2. IPTables- In order for the nodes to communicate I needed to open the epmd port and the range of ports for the actual communication inet_dist_listen_min inet_dist_listen_max.
/sbin/iptables -A INPUT -i eth1 -p tcp --dport ${epmd} -s ${otherNode} -j ACCEPT
/sbin/iptables -A INPUT -i eth1 -p tcp --dport ${inet_dist_listen_min}:${inet_dist_listen_max} -s ${otherNode} -j ACCEPT
empd is the usuall 4369 port and for the other range use whatever range you want.
${otherNode} is the ip of my other node.
I also needed to configure erlang through rabbitmq to use these ports (see config file at end)
3. HostName- Seeing as I don't have a hostname I needed to edit the rabbit scripts to use -name and not -sname (the first tells erlang to take the whole name, the latter stands for short name and thus appends an # symbol and the hostname).

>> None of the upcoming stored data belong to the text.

use {
    super::{
        error::NotifyClientError,
        identity::IdentityRecord,
        lifecycle::Lifecycle,
        pending::PendingRequests,
    },
    crate::{
        account::AccountProvider,
        keyserver::KeyserverClient,
        model::types::AccountId,
        repository::SubscriptionRepository,
        resolver::AppResolver,
        storage::KeyedStore,
        transport::{publish_relay_message, InboundMessage, Transport},
    },
    futures::StreamExt,
    parking_lot::Mutex,
    relay_rpc::domain::{DecodedClientId, Topic},
    std::{collections::HashMap, sync::Arc, time::Duration},
    tokio::{sync::mpsc, task::JoinHandle},
    tracing::{debug, warn},
};

/// What a watch topic belongs to.
#[derive(Clone)]
pub struct WatchContext {
    pub account: AccountId,
    pub key: [u8; 32],
    /// Authentication key of the notify service
    pub notify_server: DecodedClientId,
    /// Where watch requests are sent
    pub notify_server_topic: Topic,
}

pub struct ClientState {
    pub transport: Arc<dyn Transport>,
    pub resolver: Arc<dyn AppResolver>,
    pub keyserver: KeyserverClient,
    pub repository: SubscriptionRepository,
    pub identities: KeyedStore<IdentityRecord>,
    pub account_provider: Arc<dyn AccountProvider>,
    pub lifecycle: Lifecycle,
    pub pending: PendingRequests,
    pub notify_server_domain: String,
    pub request_timeout: Duration,
    /// Held for a whole watch-subscriptions round trip, they share a topic
    pub watch_lock: tokio::sync::Mutex<()>,
    listeners: Mutex<HashMap<Topic, JoinHandle<()>>>,
    watchers: Mutex<HashMap<Topic, WatchContext>>,
    inbound: mpsc::UnboundedSender<InboundMessage>,
}

impl ClientState {
    #[allow(clippy::too_many_arguments)]
    pub fn new(
        transport: Arc<dyn Transport>,
        resolver: Arc<dyn AppResolver>,
        keyserver: KeyserverClient,
        repository: SubscriptionRepository,
        identities: KeyedStore<IdentityRecord>,
        account_provider: Arc<dyn AccountProvider>,
        notify_server_domain: String,
        request_timeout: Duration,
        inbound: mpsc::UnboundedSender<InboundMessage>,
    ) -> Self {
        Self {
            transport,
            resolver,
            keyserver,
            repository,
            identities,
            account_provider,
            lifecycle: Lifecycle::new(),
            pending: PendingRequests::new(),
            notify_server_domain,
            request_timeout,
            watch_lock: tokio::sync::Mutex::new(()),
            listeners: Mutex::new(HashMap::new()),
            watchers: Mutex::new(HashMap::new()),
            inbound,
        }
    }

    pub fn identity(&self, account: &AccountId) -> Option<IdentityRecord> {
        self.identities
            .get_all_in(account.as_ref())
            .into_iter()
            .next()
    }

    pub fn require_identity(&self, account: &AccountId) -> Result<IdentityRecord, NotifyClientError> {
        self.identity(account)
            .ok_or_else(|| NotifyClientError::NotRegistered(account.to_string()))
    }

    pub fn is_listening(&self, topic: &Topic) -> bool {
        self.listeners.lock().contains_key(topic)
    }

    /// Forwards everything arriving on `topic` to the dispatch loop. Does
    /// nothing if the topic is already being listened to.
    pub async fn listen(&self, topic: Topic) -> Result<(), NotifyClientError> {
        if self.is_listening(&topic) {
            return Ok(());
        }

        let mut stream = self.transport.subscribe(topic.clone()).await?;
        let inbound = self.inbound.clone();
        let forwarder = tokio::spawn(async move {
            while let Some(msg) = stream.next().await {
                if inbound.send(msg).is_err() {
                    break;
                }
            }
        });
        debug!("Listening on {topic}");
        if let Some(previous) = self.listeners.lock().insert(topic, forwarder) {
            previous.abort();
        }
        Ok(())
    }

    /// Stops listening on `topic`. Unsubscribe failures are only logged, the
    /// relay drops idle subscriptions on its own.
    pub async fn release(&self, topic: &Topic) {
        let forwarder = self.listeners.lock().remove(topic);
        if let Some(forwarder) = forwarder {
            forwarder.abort();
        }
        if let Err(e) = self.transport.unsubscribe(topic).await {
            warn!("Failed to unsubscribe from {topic}: {e}");
        }
        debug!("Released {topic}");
    }

    pub async fn publish(
        &self,
        topic: &Topic,
        message: Arc<str>,
        tag: u32,
        ttl: Duration,
    ) -> Result<(), NotifyClientError> {
        publish_relay_message(self.transport.as_ref(), topic, message, tag, ttl).await?;
        Ok(())
    }

    pub fn watch(&self, topic: Topic, context: WatchContext) {
        self.watchers.lock().insert(topic, context);
    }

    pub fn watch_context(&self, topic: &Topic) -> Option<WatchContext> {
        self.watchers.lock().get(topic).cloned()
    }

    /// Forgets the watch topics of `account` and returns them.
    pub fn stop_watching(&self, account: &AccountId) -> Vec<Topic> {
        let mut watchers = self.watchers.lock();
        let topics = watchers
            .iter()
            .filter(|(_, context)| &context.account == account)
            .map(|(topic, _)| topic.clone())
            .collect::<Vec<_>>();
        for topic in &topics {
            watchers.remove(topic);
        }
        topics
    }
}

impl Drop for ClientState {
    fn drop(&mut self) {
        for (_, forwarder) in self.listeners.lock().drain() {
            forwarder.abort();
        }
    }
}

This was accomplished by editing:
/usr/lib/rabbitmq/bin/rabbitmqctl
Added at the beginning the definition of the RABBITMQ_NODE_IP_ADDRESS property
DEFAULT_NODE_IP_ADDRESS=auto
DEFAULT_NODE_PORT=5672
[ "x" = "x$RABBITMQ_NODE_IP_ADDRESS" ] && RABBITMQ_NODE_IP_ADDRESS=${NODE_IP_ADDRESS}
[ "x" = "x$RABBITMQ_NODE_PORT" ] && RABBITMQ_NODE_PORT=${NODE_PORT}
[ "x" = "x$RABBITMQ_NODE_IP_ADDRESS" ] && [ "x" != "x$RABBITMQ_NODE_PORT" ] && RABBITMQ_NODE_IP_ADDRESS=${DEFAULT_NODE_IP_ADDRESS}
[ "x" != "x$RABBITMQ_NODE_IP_ADDRESS" ] && [ "x" = "x$RABBITMQ_NODE_PORT" ] && RABBITMQ_NODE_PORT=${DEFAULT_NODE_PORT}
and in the actual erl command I changed
-sname ${RABBITMQ_NODENAME} \ to
-name ${RABBITMQ_NODENAME}#${RABBITMQ_NODE_IP_ADDRESS}\.

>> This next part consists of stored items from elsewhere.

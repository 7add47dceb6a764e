use {
    super::lifecycle::LifecycleState,
    crate::{
        auth::JwtError,
        keyserver::KeyserverError,
        model::types::{AccountIdParseError, NotifyMessageError},
        repository::RepositoryError,
        resolver::ResolverError,
        rpc::{DecodeKeyError, JsonRpcError, ResponseDecodeError},
        storage::StorageError,
        transport::TransportError,
        types::EnvelopeError,
    },
    relay_rpc::domain::Topic,
    std::time::Duration,
    thiserror::Error,
};

/// Everything a client command can fail with.
#[derive(Debug, Error)]
pub enum NotifyClientError {
    #[error("Subscription not found for topic {0}")]
    SubscriptionNotFound(Topic),

    #[error("No response to {method} within {timeout:?}")]
    Timeout {
        method: &'static str,
        timeout: Duration,
    },

    #[error("The account owner rejected the signature request")]
    SignatureRejected,

    #[error("Account {0} is not registered")]
    NotRegistered(String),

    #[error("Another operation is in progress for {0}")]
    OperationInProgress(String),

    #[error("Cannot move {key} from {from:?} to {to:?}")]
    InvalidTransition {
        key: String,
        from: LifecycleState,
        to: LifecycleState,
    },

    #[error("Response was signed by {0} instead of the expected key")]
    WrongIssuer(String),

    #[error("The notify service did not return a subscription for {0}")]
    MissingSubscription(String),

    #[error("Nothing is watched on topic {0}")]
    UnknownWatchTopic(Topic),

    #[error("Subscription has no usable app domain")]
    MissingAppDomain,

    #[error("Subscription's app authentication key is not a did:key")]
    InvalidAppAuthenticationKey,

    #[error("Key derivation failed")]
    KeyDerivation,

    #[error("Peer answered with an error: {0}")]
    JsonRpc(JsonRpcError),

    #[error("Invalid JSON: {0}")]
    Json(#[from] serde_json::Error),

    #[error(transparent)]
    Storage(#[from] StorageError),

    #[error(transparent)]
    Transport(#[from] TransportError),

    #[error(transparent)]
    Keyserver(#[from] KeyserverError),

    #[error(transparent)]
    Resolver(#[from] ResolverError),

    #[error("JWT: {0}")]
    Jwt(#[from] JwtError),

    #[error(transparent)]
    Envelope(#[from] EnvelopeError),

    #[error(transparent)]
    Key(#[from] DecodeKeyError),

    #[error(transparent)]
    Account(#[from] AccountIdParseError),
}

impl From<RepositoryError> for NotifyClientError {
    fn from(e: RepositoryError) -> Self {
        match e {
            RepositoryError::SubscriptionNotFound(topic) => Self::SubscriptionNotFound(topic),
            RepositoryError::Storage(e) => Self::Storage(e),
        }
    }
}

impl From<ResponseDecodeError> for NotifyClientError {
    fn from(e: ResponseDecodeError) -> Self {
        match e {
            ResponseDecodeError::Json(e) => Self::Json(e),
            ResponseDecodeError::Rpc(e) => Self::JsonRpc(e),
        }
    }
}

/// Why an inbound push was dropped. Only ever logged.
#[derive(Debug, Error)]
pub enum InboundMessageError {
    #[error("No subscription on topic {0}")]
    UnknownTopic(Topic),

    #[error("Subscription on topic {0} has expired")]
    SubscriptionExpired(Topic),

    #[error("Decryption failed: {0}")]
    DecryptionFailure(#[from] EnvelopeError),

    #[error("JWT: {0}")]
    Jwt(#[from] JwtError),

    #[error("Message was signed by {0}, not by the subscribed app")]
    WrongIssuer(String),

    #[error("Message is addressed to {0}, not to the subscribed account")]
    WrongAccount(String),

    #[error("Notification type {0} is not enabled for this subscription")]
    ScopeMismatch(String),

    #[error("Invalid message: {0}")]
    InvalidMessage(#[from] NotifyMessageError),

    #[error(transparent)]
    Storage(#[from] RepositoryError),
}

This made rabbitmq listen only on the specified ip address (specified in the config file at the end) and load with that ip instead of the usuall hostname.
edited /usr/lib/rabbitmq/bin/rabbitmq-server
Changed the actual erl command from -sname ${RABBITMQ_NODENAME} \ to -name ${RABBITMQ_NODENAME}#${RABBITMQ_NODE_IP_ADDRESS}\
Added a rabbit conf (/etc/rabbitmq/rabbitmq-env.conf) file with-
#the ip address which rabbit should use, this is to limit rabbit to only use internal rackspace communication and not publicly accessible ports
NODE_IP_ADDRESS=myIpAdress
#had to change the nodename becaue otherwise rabbitmq used rabbit#Hostname and not only rabbit
NODENAME=myCompany
#This instructed rabbit to instruct erlang which ports it should use for its communications with other nodes
export SERVER_ERL_ARGS="$SERVER_ERL_ARGS -kernel inet_dist_listen_min somePort -kernel inet_dist_listen_max someOtherBiggerPort"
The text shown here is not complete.